As ambitious as it is brutal, the ferocious fight scenes are rendered in a number of impressive styles; subjective camera positions, overcranked, sped up, slo-mo, geysers of blood, inspired and unnerving sound design, all at a dizzying and dynamic pace.
Sure, the misogyny, misplaced aggression, self-loathing, and crass vulgarity can be grating, but it also frequently reaches a sublime place of penance and braggadocio (the fight choreography combined with De Niro’s full commitment to the role is nothing short of a miracle) that is pure Scorese (Michael Chapman’s expert lensing and Thelma Schoonmaker’s editing expertise are also at their respective best).
9. The Seventh Seal (1957)
A profound and philosophical classic of world cinema that unravels in Sweden during the Black Death, Ingmar Bergman’s The Seventh Seal is a masterclass in iconography, artistic vision, and the silence of God.

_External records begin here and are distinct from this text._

// src/pipeline/jsmin.rs

//! Conservative JavaScript minification for bundled scripts.
//!
//! Two passes: strip `/* */` and `//` comments, then collapse horizontal
//! whitespace. Newlines survive both passes, so code relying on automatic
//! semicolon insertion keeps its statement boundaries. String and template
//! literals pass through untouched. When in doubt a construct is emitted
//! unchanged; the output is deterministic for a given input.

/// Parsing state for the comment-stripping pass.
enum State {
    Normal,
    InString(char),
    InStringEscape(char),
    AfterSlash,
    InBlockComment,
    InBlockCommentEnd,
    InLineComment,
}

/// Minify a JavaScript source string.
pub fn minify_js(input: &str) -> String {
    collapse_whitespace(&strip_comments(input))
}

/// Remove block and line comments, leaving string literals and line
/// structure intact.
fn strip_comments(input: &str) -> String {
    let mut output = String::with_capacity(input.len());
    let mut state = State::Normal;

    for ch in input.chars() {
        match state {
            State::Normal => match ch {
                '"' | '\'' | '`' => {
                    output.push(ch);
                    state = State::InString(ch);
                }
                '/' => {
                    output.push(ch);
                    state = State::AfterSlash;
                }
                _ => output.push(ch),
            },
            State::AfterSlash => match ch {
                '*' => {
                    output.pop();
                    state = State::InBlockComment;
                }
                '/' => {
                    output.pop();
                    state = State::InLineComment;
                }
                _ => {
                    // Not a comment opener. Keep the char so division and
                    // regex literals stay intact.
                    output.push(ch);
                    state = match ch {
                        '"' | '\'' | '`' => State::InString(ch),
                        _ => State::Normal,
                    };
                }
            },
            State::InString(quote) => {
                output.push(ch);
                if ch == '\\' {
                    state = State::InStringEscape(quote);
                } else if ch == quote {
                    state = State::Normal;
                }
            }
            State::InStringEscape(quote) => {
                output.push(ch);
                state = State::InString(quote);
            }
            State::InBlockComment => {
                if ch == '*' {
                    state = State::InBlockCommentEnd;
                }
            }
            State::InBlockCommentEnd => {
                if ch == '/' {
                    state = State::Normal;
                } else if ch != '*' {
                    state = State::InBlockComment;
                }
            }
            State::InLineComment => {
                if ch == '\n' || ch == '\r' {
                    output.push(ch);
                    state = State::Normal;
                }
            }
        }
    }

    output
}

/// Collapse runs of spaces and tabs, dropping them around punctuation.
/// A run containing a newline collapses to a single newline instead, and
/// blank lines disappear.
fn collapse_whitespace(input: &str) -> String {
    let mut out = String::with_capacity(input.len());
    let mut in_string = false;
    let mut string_char = ' ';
    let mut prev_char = '\0';
    let mut pending: Option<char> = None;

    for ch in input.chars() {
        if in_string {
            out.push(ch);
            if ch == string_char && prev_char != '\\' {
                in_string = false;
            }
            prev_char = if ch == '\\' && prev_char == '\\' {
                '\0'
            } else {
                ch
            };
            continue;
        }

        if ch.is_whitespace() {
            pending = match pending {
                Some('\n') => Some('\n'),
                _ if ch == '\n' || ch == '\r' => Some('\n'),
                _ => Some(' '),
            };
            continue;
        }

        if let Some(space) = pending.take() {
            if space == '\n' {
                if !out.is_empty() {
                    out.push('\n');
                }
            } else {
                maybe_push_space(&mut out, ch);
            }
        }

        if ch == '"' || ch == '\'' || ch == '`' {
            in_string = true;
            string_char = ch;
        }
        out.push(ch);
        prev_char = ch;
    }

    out
}

fn is_word_char(ch: char) -> bool {
    ch.is_ascii_alphanumeric() || ch == '_' || ch == '$'
}

fn maybe_push_space(out: &mut String, next_char: char) {
    let prev_char = match out.chars().last() {
        Some(c) => c,
        None => return,
    };
    if prev_char == '\n' {
        return;
    }

    let no_space_after: &[char] = &[
        '(', '[', '{', ',', ';', ':', '=', '+', '-', '*', '/', '%', '&', '|', '^', '!', '~', '<',
        '>', '?', '.',
    ];
    let no_space_before: &[char] = &[
        ')', ']', '}', ',', ';', ':', '=', '+', '-', '*', '/', '%', '&', '|', '^', '!', '~', '<',
        '>', '?', '.', '(',
    ];

    // Keep `a + ++b` from merging into `a+++b`.
    if (prev_char == '+' && next_char == '+') || (prev_char == '-' && next_char == '-') {
        out.push(' ');
        return;
    }

    if no_space_after.contains(&prev_char) || no_space_before.contains(&next_char) {
        return;
    }

    if is_word_char(prev_char) && is_word_char(next_char) {
        out.push(' ');
    }
}

#[cfg(test)]
mod tests {
    use super::*;

    #[test]
    fn strips_block_and_line_comments() {
        let out = minify_js("/* header */\nconst a = 1; // trailing\nconst b = 2;\n");
        assert!(!out.contains("header"));
        assert!(!out.contains("trailing"));
        assert!(out.contains("const a=1;"));
        assert!(out.contains("const b=2;"));
    }

    #[test]
    fn preserves_comment_lookalikes_in_strings() {
        let out = minify_js("const url = \"https://example.com\";\nconst t = `// keep`;\n");
        assert!(out.contains("https://example.com"));
        assert!(out.contains("// keep"));
    }

    #[test]
    fn collapses_punctuation_spacing() {
        assert_eq!(
            minify_js("function foo ( x ) { return x + 1 ; }"),
            "function foo(x){return x+1;}"
        );
    }

    #[test]
    fn keeps_newlines_for_asi() {
        let out = minify_js("const a = 1\nconst b = 2\n");
        assert_eq!(out, "const a=1\nconst b=2");
    }

    #[test]
    fn drops_blank_lines_and_indentation() {
        let out = minify_js("if (x) {\n\n    y()\n}\n");
        assert_eq!(out, "if(x){\ny()\n}");
    }

    #[test]
    fn keeps_space_between_keywords() {
        let out = minify_js("return new Date()");
        assert_eq!(out, "return new Date()");
    }

    #[test]
    fn avoids_increment_merges() {
        assert_eq!(minify_js("a + ++b"), "a+ ++b");
    }

    #[test]
    fn division_and_regex_survive() {
        let out = minify_js("const r = x / y;\nconst ok = /ab/.test(\"z\");\n");
        assert!(out.contains("x/y"));
        assert!(out.contains("/ab/.test(\"z\")"));
    }

    #[test]
    fn deterministic() {
        let src = "const a = 1;  // c\nfunction f ( ) { return a ; }\n";
        assert_eq!(minify_js(src), minify_js(src));
    }
}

Max von Sydow is unforgettable as Sir Antonius Block, a knight who has returned from the bloody Crusades only to find that his homeland is in the throes of an apocalyptic plague. Challenging Death (Bengt Ekerot) to a chess match for his life, and tested and tormented over his new found belief that God doesn’t exist, how long can he evade Death and will he find redemption before it’s too late?
The New York Times scribe Bosley Crowther detailed how Bergman’s themes were enhanced by Gunnar Fischer’s sterling cinematography: “the profundities of the ideas are lightened and made flexible by glowing pictorial presentation of action that is interesting and strong. Bergman uses his camera and actors for sharp, realistic effects.”
Tackling themes of great heft such as man’s mortality, spirituality, religion, and reflections therein, The Seventh Seal had a stunning visual symbolism that, as James Monaco describes it in his book “How To Read a Film” as being “immediately apprehensible to people trained in literary culture who were just beginning to discover the ‘art’ of film, and it quickly became a staple of high school and college literature courses… Unlike Hollywood ‘movies,’ [The Seventh Seal was] clearly aware of elite artistic culture and thus was readily appreciated by intellectual audiences.”
While it may not be the best film in Bergman’s astonishing oeuvre, it is perhaps his most recognizable, and ironically perhaps his most long lived. Don’t miss it.